In 2013, Steve Knightley described "The Flood": "One of the elements that fed into that was the death of people in the process of coming here to find work and while they’re working here, in Morecambe Bay and people who were trapped in the back of trucks. I wrote a song about the floods of people and how we should have an open door policy, wherever possible, if the work is there, and as soon as we started singing it, all these horrible stories from the Mediterranean started, people perishing coming, trying to find their way to us. So you write a song that seems topical, you think it’s got a shelf life that’s limited and then current affairs come round and reinvigorate it again."

==Reception==
The album was released on 3 September 2001 by the duo's own record label Hands on Music with the catalogue number HMCD13. The album received a positive reception from critics.

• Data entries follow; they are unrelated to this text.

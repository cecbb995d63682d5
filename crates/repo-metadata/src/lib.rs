//! TUF role metadata for the repository worker
//!
//! Defines the signed role documents (root, timestamp, snapshot, targets and
//! the hash-bin delegated targets roles), their canonical signing bytes, and
//! the succinct hash-bin delegation that maps target paths to bins.

pub mod delegation;
pub mod error;
pub mod keys;
pub mod metadata;

pub use delegation::{Delegations, SuccinctRoles};
pub use error::{MetadataError, MetadataResult};
pub use keys::{
    decode_signing_key, encode_signing_key, Ed25519Signer, Key, KeyVal, KEY_SCHEME, KEY_TYPE,
};
pub use metadata::{
    canonical_bytes, meta_name, MetaFile, Metadata, RoleKeys, RolePayload, Root, Signature,
    SignedHeader, Snapshot, TargetFile, Targets, Timestamp, SPEC_VERSION,
};

/// Name of the root role.
pub const ROOT: &str = "root";

/// Name of the timestamp role.
pub const TIMESTAMP: &str = "timestamp";

/// Name of the snapshot role.
pub const SNAPSHOT: &str = "snapshot";

/// Name of the top-level targets role.
pub const TARGETS: &str = "targets";

/// Name of the role that carries the succinct hash-bin delegation.
pub const BIN: &str = "bin";

/// Role class shared by every delegated hash bin.
pub const BINS: &str = "bins";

The promotional tour that supported the album, The Cold Frontier Tour, ran until the end of November 2001. The tour was unusual for the duo; in addition to performing songs from Cold Frontier, the duo also performed older material that the duo had not played in many years as well as new arrangements of songs from other writers. David Kidman of NetRhythms said that the tour was a "triumph", noting that "in addition to the songs from the album itself opportunity was taken to revisit older material and showcase some new arrangements of songs from other writers both familiar and unfamiliar." The duo recorded the live album Cold Cuts on the tour in November, before releasing the album in July 2002. "Are We Alright" was released as a double A-side single with "Crooked Man" in 2004.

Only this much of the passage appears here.